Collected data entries

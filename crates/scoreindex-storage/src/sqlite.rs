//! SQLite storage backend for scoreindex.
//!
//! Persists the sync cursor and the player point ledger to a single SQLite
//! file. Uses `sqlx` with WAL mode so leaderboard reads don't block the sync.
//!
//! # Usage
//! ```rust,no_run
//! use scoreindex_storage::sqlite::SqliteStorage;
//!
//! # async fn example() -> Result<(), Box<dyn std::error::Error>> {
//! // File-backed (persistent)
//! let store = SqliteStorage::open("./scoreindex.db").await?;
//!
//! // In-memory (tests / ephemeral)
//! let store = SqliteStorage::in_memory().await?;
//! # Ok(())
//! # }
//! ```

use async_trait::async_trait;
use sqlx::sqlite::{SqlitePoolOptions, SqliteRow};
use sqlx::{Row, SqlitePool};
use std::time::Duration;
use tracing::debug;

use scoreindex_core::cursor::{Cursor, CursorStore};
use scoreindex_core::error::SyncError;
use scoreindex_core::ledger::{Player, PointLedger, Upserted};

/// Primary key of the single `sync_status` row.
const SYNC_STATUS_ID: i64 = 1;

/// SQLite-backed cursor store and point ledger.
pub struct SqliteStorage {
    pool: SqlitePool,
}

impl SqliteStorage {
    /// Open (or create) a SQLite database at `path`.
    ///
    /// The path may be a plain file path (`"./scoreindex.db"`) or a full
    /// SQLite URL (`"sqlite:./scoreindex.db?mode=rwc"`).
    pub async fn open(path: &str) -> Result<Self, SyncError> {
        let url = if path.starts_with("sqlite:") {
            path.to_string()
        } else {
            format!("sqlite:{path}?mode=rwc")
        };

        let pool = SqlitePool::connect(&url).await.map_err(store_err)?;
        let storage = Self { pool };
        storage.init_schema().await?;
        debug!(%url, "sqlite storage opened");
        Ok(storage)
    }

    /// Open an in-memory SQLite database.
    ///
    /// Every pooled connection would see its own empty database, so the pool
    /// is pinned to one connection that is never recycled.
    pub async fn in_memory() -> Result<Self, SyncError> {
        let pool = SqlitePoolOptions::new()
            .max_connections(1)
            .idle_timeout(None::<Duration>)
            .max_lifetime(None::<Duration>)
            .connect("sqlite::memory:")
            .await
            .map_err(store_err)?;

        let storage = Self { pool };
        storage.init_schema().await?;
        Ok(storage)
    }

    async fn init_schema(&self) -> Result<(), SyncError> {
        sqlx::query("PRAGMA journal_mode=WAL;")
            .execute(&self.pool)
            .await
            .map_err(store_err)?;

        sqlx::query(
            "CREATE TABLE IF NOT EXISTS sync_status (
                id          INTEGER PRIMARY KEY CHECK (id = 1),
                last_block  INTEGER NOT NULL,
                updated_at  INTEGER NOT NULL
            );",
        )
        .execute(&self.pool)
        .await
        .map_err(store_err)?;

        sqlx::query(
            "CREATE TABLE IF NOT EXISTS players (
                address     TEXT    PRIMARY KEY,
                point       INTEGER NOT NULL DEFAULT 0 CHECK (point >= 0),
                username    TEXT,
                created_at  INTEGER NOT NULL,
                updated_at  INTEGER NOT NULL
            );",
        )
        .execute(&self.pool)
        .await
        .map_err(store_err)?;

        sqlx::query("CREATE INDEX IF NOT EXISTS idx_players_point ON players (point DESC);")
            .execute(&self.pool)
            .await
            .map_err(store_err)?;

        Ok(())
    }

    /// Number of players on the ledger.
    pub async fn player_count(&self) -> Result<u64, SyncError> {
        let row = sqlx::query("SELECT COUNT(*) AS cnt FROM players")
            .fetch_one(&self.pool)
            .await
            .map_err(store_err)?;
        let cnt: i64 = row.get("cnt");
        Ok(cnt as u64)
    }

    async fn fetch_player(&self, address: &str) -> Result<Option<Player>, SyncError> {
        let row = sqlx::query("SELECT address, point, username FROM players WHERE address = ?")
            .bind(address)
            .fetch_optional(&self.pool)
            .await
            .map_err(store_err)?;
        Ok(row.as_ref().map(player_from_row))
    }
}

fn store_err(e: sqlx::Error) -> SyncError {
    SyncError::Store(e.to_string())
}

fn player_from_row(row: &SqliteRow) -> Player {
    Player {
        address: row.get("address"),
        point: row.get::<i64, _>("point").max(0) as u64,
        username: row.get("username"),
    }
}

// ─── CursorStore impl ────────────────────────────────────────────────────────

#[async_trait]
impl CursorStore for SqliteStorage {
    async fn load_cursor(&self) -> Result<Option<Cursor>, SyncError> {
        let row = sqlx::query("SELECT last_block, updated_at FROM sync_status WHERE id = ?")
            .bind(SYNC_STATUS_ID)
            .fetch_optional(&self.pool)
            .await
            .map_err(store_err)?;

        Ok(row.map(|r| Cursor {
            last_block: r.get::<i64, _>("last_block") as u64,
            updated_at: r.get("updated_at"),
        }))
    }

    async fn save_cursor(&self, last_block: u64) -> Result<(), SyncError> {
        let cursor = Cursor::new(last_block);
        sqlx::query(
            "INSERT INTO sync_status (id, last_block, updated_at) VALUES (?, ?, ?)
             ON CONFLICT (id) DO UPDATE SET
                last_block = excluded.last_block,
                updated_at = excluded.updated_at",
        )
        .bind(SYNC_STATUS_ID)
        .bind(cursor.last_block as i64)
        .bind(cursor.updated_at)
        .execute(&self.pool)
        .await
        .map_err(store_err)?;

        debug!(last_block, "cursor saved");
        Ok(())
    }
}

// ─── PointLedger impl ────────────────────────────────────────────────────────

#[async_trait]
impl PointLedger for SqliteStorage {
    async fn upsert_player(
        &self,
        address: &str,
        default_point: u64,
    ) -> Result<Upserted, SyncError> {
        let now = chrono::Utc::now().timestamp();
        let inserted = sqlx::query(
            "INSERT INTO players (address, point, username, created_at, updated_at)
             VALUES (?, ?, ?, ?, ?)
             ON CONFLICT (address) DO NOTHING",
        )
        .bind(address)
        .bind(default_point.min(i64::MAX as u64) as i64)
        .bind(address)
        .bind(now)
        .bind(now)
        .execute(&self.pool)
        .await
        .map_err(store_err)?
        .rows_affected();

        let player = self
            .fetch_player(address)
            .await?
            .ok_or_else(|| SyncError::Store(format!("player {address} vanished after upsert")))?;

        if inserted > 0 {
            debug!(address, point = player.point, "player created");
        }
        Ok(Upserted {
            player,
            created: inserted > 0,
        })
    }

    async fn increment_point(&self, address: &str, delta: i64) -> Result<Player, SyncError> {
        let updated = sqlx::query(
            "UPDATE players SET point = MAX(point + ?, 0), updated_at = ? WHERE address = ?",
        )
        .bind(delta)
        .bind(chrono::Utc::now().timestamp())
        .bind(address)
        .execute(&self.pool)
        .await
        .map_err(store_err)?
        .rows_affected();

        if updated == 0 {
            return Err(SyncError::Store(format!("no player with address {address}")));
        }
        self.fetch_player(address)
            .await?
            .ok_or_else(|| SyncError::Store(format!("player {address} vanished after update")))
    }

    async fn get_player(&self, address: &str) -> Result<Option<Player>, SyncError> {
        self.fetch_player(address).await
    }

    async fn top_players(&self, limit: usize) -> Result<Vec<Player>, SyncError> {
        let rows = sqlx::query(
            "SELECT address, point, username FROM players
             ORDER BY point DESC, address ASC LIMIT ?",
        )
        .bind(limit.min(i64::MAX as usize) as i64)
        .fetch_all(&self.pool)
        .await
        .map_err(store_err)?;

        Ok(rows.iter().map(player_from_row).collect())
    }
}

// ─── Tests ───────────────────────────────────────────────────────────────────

**Exercise description**:
The records above are to be copied in full, exactly as written.

**Answer box**:
filename crates/scoreindex-storage/src/sqlite.rs
//! SQLite storage backend for scoreindex.
//!
//! Persists the sync cursor and the player point ledger to a single SQLite
//! file. Uses `sqlx` with WAL mode so leaderboard reads don't block the sync.
//!
//! # Usage
//! ```rust,no_run
//! use scoreindex_storage::sqlite::SqliteStorage;
//!
//! # async fn example() -> Result<(), Box<dyn std::error::Error>> {
//! // File-backed (persistent)
//! let store = SqliteStorage::open("./scoreindex.db").await?;
//!
//! // In-memory (tests / ephemeral)
//! let store = SqliteStorage::in_memory().await?;
//! # Ok(())
//! # }
//! ```

use async_trait::async_trait;
use sqlx::sqlite::{SqlitePoolOptions, SqliteRow};
use sqlx::{Row, SqlitePool};
use std::time::Duration;
use tracing::debug;

use scoreindex_core::cursor::{Cursor, CursorStore};
use scoreindex_core::error::SyncError;
use scoreindex_core::ledger::{Player, PointLedger, Upserted};

/// Primary key of the single `sync_status` row.
const SYNC_STATUS_ID: i64 = 1;

/// SQLite-backed cursor store and point ledger.
pub struct SqliteStorage {
    pool: SqlitePool,
}

impl SqliteStorage {
    /// Open (or create) a SQLite database at `path`.
    ///
    /// The path may be a plain file path (`"./scoreindex.db"`) or a full
    /// SQLite URL (`"sqlite:./scoreindex.db?mode=rwc"`).
    pub async fn open(path: &str) -> Result<Self, SyncError> {
        let url = if path.starts_with("sqlite:") {
            path.to_string()
        } else {
            format!("sqlite:{path}?mode=rwc")
        };

        let pool = SqlitePool::connect(&url).await.map_err(store_err)?;
        let storage = Self { pool };
        storage.init_schema().await?;
        debug!(%url, "sqlite storage opened");
        Ok(storage)
    }

    /// Open an in-memory SQLite database.
    ///
    /// Every pooled connection would see its own empty database, so the pool
    /// is pinned to one connection that is never recycled.
    pub async fn in_memory() -> Result<Self, SyncError> {
        let pool = SqlitePoolOptions::new()
            .max_connections(1)
            .idle_timeout(None::<Duration>)
            .max_lifetime(None::<Duration>)
            .connect("sqlite::memory:")
            .await
            .map_err(store_err)?;

        let storage = Self { pool };
        storage.init_schema().await?;
        Ok(storage)
    }

    async fn init_schema(&self) -> Result<(), SyncError> {
        sqlx::query("PRAGMA journal_mode=WAL;")
            .execute(&self.pool)
            .await
            .map_err(store_err)?;

        sqlx::query(
            "CREATE TABLE IF NOT EXISTS sync_status (
                id          INTEGER PRIMARY KEY CHECK (id = 1),
                last_block  INTEGER NOT NULL,
                updated_at  INTEGER NOT NULL
            );",
        )
        .execute(&self.pool)
        .await
        .map_err(store_err)?;

        sqlx::query(
            "CREATE TABLE IF NOT EXISTS players (
                address     TEXT    PRIMARY KEY,
                point       INTEGER NOT NULL DEFAULT 0 CHECK (point >= 0),
                username    TEXT,
                created_at  INTEGER NOT NULL,
                updated_at  INTEGER NOT NULL
            );",
        )
        .execute(&self.pool)
        .await
        .map_err(store_err)?;

        sqlx::query("CREATE INDEX IF NOT EXISTS idx_players_point ON players (point DESC);")
            .execute(&self.pool)
            .await
            .map_err(store_err)?;

        Ok(())
    }

    /// Number of players on the ledger.
    pub async fn player_count(&self) -> Result<u64, SyncError> {
        let row = sqlx::query("SELECT COUNT(*) AS cnt FROM players")
            .fetch_one(&self.pool)
            .await
            .map_err(store_err)?;
        let cnt: i64 = row.get("cnt");
        Ok(cnt as u64)
    }

    async fn fetch_player(&self, address: &str) -> Result<Option<Player>, SyncError> {
        let row = sqlx::query("SELECT address, point, username FROM players WHERE address = ?")
            .bind(address)
            .fetch_optional(&self.pool)
            .await
            .map_err(store_err)?;
        Ok(row.as_ref().map(player_from_row))
    }
}

fn store_err(e: sqlx::Error) -> SyncError {
    SyncError::Store(e.to_string())
}

fn player_from_row(row: &SqliteRow) -> Player {
    Player {
        address: row.get("address"),
        point: row.get::<i64, _>("point").max(0) as u64,
        username: row.get("username"),
    }
}

// ─── CursorStore impl ────────────────────────────────────────────────────────

#[async_trait]
impl CursorStore for SqliteStorage {
    async fn load_cursor(&self) -> Result<Option<Cursor>, SyncError> {
        let row = sqlx::query("SELECT last_block, updated_at FROM sync_status WHERE id = ?")
            .bind(SYNC_STATUS_ID)
            .fetch_optional(&self.pool)
            .await
            .map_err(store_err)?;

        Ok(row.map(|r| Cursor {
            last_block: r.get::<i64, _>("last_block") as u64,
            updated_at: r.get("updated_at"),
        }))
    }

    async fn save_cursor(&self, last_block: u64) -> Result<(), SyncError> {
        let cursor = Cursor::new(last_block);
        sqlx::query(
            "INSERT INTO sync_status (id, last_block, updated_at) VALUES (?, ?, ?)
             ON CONFLICT (id) DO UPDATE SET
                last_block = excluded.last_block,
                updated_at = excluded.updated_at",
        )
        .bind(SYNC_STATUS_ID)
        .bind(cursor.last_block as i64)
        .bind(cursor.updated_at)
        .execute(&self.pool)
        .await
        .map_err(store_err)?;

        debug!(last_block, "cursor saved");
        Ok(())
    }
}

// ─── PointLedger impl ────────────────────────────────────────────────────────

#[async_trait]
impl PointLedger for SqliteStorage {
    async fn upsert_player(
        &self,
        address: &str,
        default_point: u64,
    ) -> Result<Upserted, SyncError> {
        let now = chrono::Utc::now().timestamp();
        let inserted = sqlx::query(
            "INSERT INTO players (address, point, username, created_at, updated_at)
             VALUES (?, ?, ?, ?, ?)
             ON CONFLICT (address) DO NOTHING",
        )
        .bind(address)
        .bind(default_point.min(i64::MAX as u64) as i64)
        .bind(address)
        .bind(now)
        .bind(now)
        .execute(&self.pool)
        .await
        .map_err(store_err)?
        .rows_affected();

        let player = self
            .fetch_player(address)
            .await?
            .ok_or_else(|| SyncError::Store(format!("player {address} vanished after upsert")))?;

        if inserted > 0 {
            debug!(address, point = player.point, "player created");
        }
        Ok(Upserted {
            player,
            created: inserted > 0,
        })
    }

    async fn increment_point(&self, address: &str, delta: i64) -> Result<Player, SyncError> {
        let updated = sqlx::query(
            "UPDATE players SET point = MAX(point + ?, 0), updated_at = ? WHERE address = ?",
        )
        .bind(delta)
        .bind(chrono::Utc::now().timestamp())
        .bind(address)
        .execute(&self.pool)
        .await
        .map_err(store_err)?
        .rows_affected();

        if updated == 0 {
            return Err(SyncError::Store(format!("no player with address {address}")));
        }
        self.fetch_player(address)
            .await?
            .ok_or_else(|| SyncError::Store(format!("player {address} vanished after update")))
    }

    async fn get_player(&self, address: &str) -> Result<Option<Player>, SyncError> {
        self.fetch_player(address).await
    }

    async fn top_players(&self, limit: usize) -> Result<Vec<Player>, SyncError> {
        let rows = sqlx::query(
            "SELECT address, point, username FROM players
             ORDER BY point DESC, address ASC LIMIT ?",
        )
        .bind(limit.min(i64::MAX as usize) as i64)
        .fetch_all(&self.pool)
        .await
        .map_err(store_err)?;

        Ok(rows.iter().map(player_from_row).collect())
    }
}

// ─── Tests ───────────────────────────────────────────────────────────────────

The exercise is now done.